Filler Killer

It’s been four days, so I really oughta get my blog post up, but I seem to have come down with a severe case of the don’t-give-a-sh^ts, and that was before I found out Guiness was on sale at the casino.

So to while away the time while I play Drunk Fallout, some chewy chewy filler from back in the day…

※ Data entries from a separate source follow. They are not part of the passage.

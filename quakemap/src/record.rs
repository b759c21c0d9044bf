//! Parsed seismic event records.

use chrono::{DateTime, Utc};
use serde::Serialize;

use crate::geo::{classify, Region};
use crate::radius::RadiusFormula;

/// One seismic event decoded from the feed.
///
/// Records are immutable. The region and display radius are attached at
/// construction and depend only on the record's own fields.
#[derive(Debug, Clone, PartialEq, Serialize)]
pub struct EventRecord {
    latitude: f64,
    longitude: f64,
    magnitude: f64,
    place: String,
    depth_km: Option<f64>,
    occurred_at: Option<String>,
    region: Region,
    display_radius_km: f64,
}

impl EventRecord {
    /// Builds a record and derives its region and display radius.
    pub fn new(
        latitude: f64,
        longitude: f64,
        magnitude: f64,
        place: impl Into<String>,
        depth_km: Option<f64>,
        occurred_at: Option<String>,
        formula: RadiusFormula,
    ) -> Self {
        Self {
            latitude,
            longitude,
            magnitude,
            place: place.into(),
            depth_km,
            occurred_at,
            region: classify(latitude, longitude),
            display_radius_km: formula.radius_km(magnitude),
        }
    }

    pub fn latitude(&self) -> f64 {
        self.latitude
    }

    pub fn longitude(&self) -> f64 {
        self.longitude
    }

    /// Event magnitude. NaN only for records kept by a lenient parser.
    pub fn magnitude(&self) -> f64 {
        self.magnitude
    }

    pub fn place(&self) -> &str {
        &self.place
    }

    /// Hypocenter depth in kilometers, if the feed reported one.
    pub fn depth_km(&self) -> Option<f64> {
        self.depth_km
    }

    /// Origin time exactly as it appeared in the feed.
    pub fn occurred_at(&self) -> Option<&str> {
        self.occurred_at.as_deref()
    }

    /// Origin time interpreted as RFC 3339, if it is one.
    pub fn occurred_at_utc(&self) -> Option<DateTime<Utc>> {
        let raw = self.occurred_at.as_deref()?;
        DateTime::parse_from_rfc3339(raw)
            .ok()
            .map(|t| t.with_timezone(&Utc))
    }

    pub fn region(&self) -> Region {
        self.region
    }

    /// Radius of the map overlay in kilometers. NaN if the magnitude is.
    pub fn display_radius_km(&self) -> f64 {
        self.display_radius_km
    }

    /// Presentation-ready summary of the event.
    pub fn details(&self) -> EventDetails {
        EventDetails {
            place: self.place.clone(),
            magnitude: format!("{:.2}", self.magnitude),
            latitude: format!("{:.2}°", self.latitude),
            longitude: format!("{:.2}°", self.longitude),
            depth: self
                .depth_km
                .map(|d| format!("{:.2} km", d))
                .unwrap_or_else(|| "N/A".to_string()),
            time: match (self.occurred_at_utc(), self.occurred_at.as_deref()) {
                (Some(t), _) => t.format("%Y-%m-%d %H:%M:%S UTC").to_string(),
                (None, Some(raw)) => raw.to_string(),
                (None, None) => "N/A".to_string(),
            },
            radius: if self.display_radius_km.is_nan() {
                "N/A".to_string()
            } else {
                format!("{:.2} km", self.display_radius_km)
            },
            region: self.region.name().to_string(),
        }
    }
}

/// Formatted fields of a selected event, ready for display.
#[derive(Debug, Clone, PartialEq, Eq, Serialize)]
pub struct EventDetails {
    pub place: String,
    pub magnitude: String,
    pub latitude: String,
    pub longitude: String,
    pub depth: String,
    pub time: String,
    pub radius: String,
    pub region: String,
}

impl EventDetails {
    /// Label/value pairs in display order.
    pub fn rows(&self) -> [(&'static str, &str); 8] {
        [
            ("Location", self.place.as_str()),
            ("Magnitude", self.magnitude.as_str()),
            ("Latitude", self.latitude.as_str()),
            ("Longitude", self.longitude.as_str()),
            ("Depth", self.depth.as_str()),
            ("Time", self.time.as_str()),
            ("Radius", self.radius.as_str()),
            ("Region", self.region.as_str()),
        ]
    }
}
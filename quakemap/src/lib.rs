//! QuakeMap - earthquake feed ingestion and filtering
//!
//! This library fetches a QuakeML earthquake feed, decodes it into
//! [`EventRecord`]s, tags each record with a geographic [`Region`] and a
//! display radius, filters the result set, and hands it to a
//! [`PresentationAdapter`] such as a map widget.
//!
//! # Quick start
//!
//! ```ignore
//! use quakemap::{EventFilter, MagnitudeRange, PipelineConfig, QueryRequest, QuakePipeline, Region, TimeWindow};
//!
//! let pipeline = QuakePipeline::from_config(&PipelineConfig::default())?;
//! let filter = EventFilter::all()
//!     .with_magnitude(MagnitudeRange::new(5.0, 10.0)?)
//!     .with_region(Region::Asia);
//! let outcome = pipeline.run(&QueryRequest::new(TimeWindow::Week).with_filter(filter)).await?;
//! for record in outcome.records() {
//!     println!("{} M{}", record.place(), record.magnitude());
//! }
//! ```

pub mod config;
pub mod filter;
pub mod geo;
pub mod logging;
pub mod parser;
pub mod pipeline;
pub mod provider;
pub mod radius;
pub mod record;

pub use filter::{filter, EventFilter, FilterError, MagnitudeRange};
pub use geo::{classify, GeoBounds, Region, RegionFilter};
pub use parser::{parse, FeedParser, ParseError, ParserConfig};
pub use pipeline::{
    PipelineConfig, PipelineError, PipelineOutcome, PresentationAdapter, QuakeBatch, QuakePipeline,
    QueryRequest,
};
pub use provider::{ProviderError, TimeWindow};
pub use radius::{radius, RadiusFormula};
pub use record::{EventDetails, EventRecord};

/// Crate version.
pub const VERSION: &str = env!("CARGO_PKG_VERSION");
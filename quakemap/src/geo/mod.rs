//! Geographic classification of epicenters.
//!
//! Maps a latitude/longitude pair to one of a fixed set of macro-regions
//! using an ordered table of axis-aligned bounding boxes. Boxes are
//! inclusive on every edge and may overlap; the first matching entry wins,
//! so Africa takes priority over Europe along the Mediterranean.

mod bounds;
mod types;

pub use bounds::GeoBounds;
pub use types::{Region, RegionFilter, UnknownRegion};

/// An inclusive latitude/longitude rectangle mapped to a region.
#[derive(Debug, Clone, Copy, PartialEq)]
pub struct RegionBox {
    pub region: Region,
    pub lat_min: f64,
    pub lat_max: f64,
    pub lon_min: f64,
    pub lon_max: f64,
}

impl RegionBox {
    const fn new(region: Region, lat: (f64, f64), lon: (f64, f64)) -> Self {
        Self {
            region,
            lat_min: lat.0,
            lat_max: lat.1,
            lon_min: lon.0,
            lon_max: lon.1,
        }
    }

    /// Returns true if the point lies inside or on the edge of this box.
    #[inline]
    pub fn contains(&self, lat: f64, lon: f64) -> bool {
        (self.lat_min..=self.lat_max).contains(&lat) && (self.lon_min..=self.lon_max).contains(&lon)
    }
}

/// Latitude where the American landmass is split between north and south.
pub const AMERICAS_SPLIT_LAT: f64 = 7.0;

/// Classification table in priority order.
pub const REGION_BOXES: [RegionBox; 7] = [
    RegionBox::new(Region::Africa, (-37.0, 37.0), (-18.0, 51.0)),
    RegionBox::new(Region::Antarctica, (-90.0, -60.0), (-180.0, 180.0)),
    RegionBox::new(Region::Asia, (10.0, 80.0), (26.0, 180.0)),
    RegionBox::new(Region::AustraliaOceania, (-55.0, -10.0), (112.0, 180.0)),
    RegionBox::new(Region::Europe, (34.0, 71.0), (-25.0, 45.0)),
    RegionBox::new(Region::NorthAmerica, (AMERICAS_SPLIT_LAT, 83.0), (-180.0, -35.0)),
    RegionBox::new(Region::SouthAmerica, (-60.0, AMERICAS_SPLIT_LAT), (-180.0, -35.0)),
];

/// Classifies an epicenter into a region.
///
/// Total over all inputs: points outside every box, and non-finite
/// coordinates, yield [`Region::Unknown`].
#[inline]
pub fn classify(lat: f64, lon: f64) -> Region {
    REGION_BOXES
        .iter()
        .find(|b| b.contains(lat, lon))
        .map(|b| b.region)
        .unwrap_or(Region::Unknown)
}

You know what I like about beer?  Beer makes you stupid.  And it seems like the best way to deal with the world, some days, is to add a handicap to my brain.  I mean, I’ve never claimed to be Einstein (for one thing, he’s dead) but I will admit to being a little smarter than the average bear, but to continue the bear metaphor, some day the other bears are just so fucking stupid it makes me want to burn down the forest.  So when I have to devote a portion of my brain to such complex tasks as not falling over, or trying to not drool while I’m talking, it kind of puts me on an even keel with the rest of humanity.
Take shopping.  I hate shopping.  I go into the store, I am like a heat-seeking missile.  I am completely focused on my target, which happens to be cat food and Count Chocula cereal.  I budget, barring trouble locating the Count Chocula, 15 minutes, tops, to complete the mission.  But then you have to deal with the people squatting in the aisles, like tiny pieces of human cholesterol, peering at the cat food labels like they were chimps staring at the monolith in 2001.  And you want to grab them by the shirt and scream “IT’S NOT THE ROSETTA STONE!  IT’S FREAKING CANNED CAT FOOD!  IT DOESN’T MATTER WHAT YOU BUY, THEY’RE NOT GONNA EAT IT ANYWAY!  AND EVEN IF THEY DO, THEY’LL PROBABLY BARF IT UP AGAIN LATER!”  But they stand there, peering anxiously at the calorie count on a package of Whiskas Temptations treats, their carts blocking the aisle, and yet somehow the store employees are not allowed to cane them with broomsticks obtained in the housewares department.
Or even worse are the Radio people.  I call them Radio people because that’s the only explanation for why they STOP IN THE MIDDLE OF THE AISLE AND STARE AT NOTHING.  You’re pushing your cart dutifully along from the coffee to the multigrain cereal, trying to grease the wheels of commerce, and the nimbob in front of you just stops.  And stands there, eyes wide, as if they’re trying to remember their locker combination.  They must be receiving transmissions from the homeworld.  That’s the only explanation I can think of … somewhere orbiting Alpha Centauri, is a human-robot factory, and occasionally they beam instructions to Earth: “JUST STOP IN THE AISLE AND STARE AT NOTHING” they say, their antenna quivering with mirth.  “THEN GO STUDY THE CAT FOOD PACKAGES FOR HALF AN HOUR.”
You know what?  Maybe it’s better that I leave town.  I have an axe and a knife.  I will flee civilization and live by my wits in the wild.  I will stalk the wily elk and grapple it into submission before carving great elk steaks that I will roast over a fire made from old growth redwoods I cut myself.  Forget humanity.  I will become like a beast of the forest, with only my intellect to sustain me.
At least until it starts to snow.  Then I’m kind of fvcked.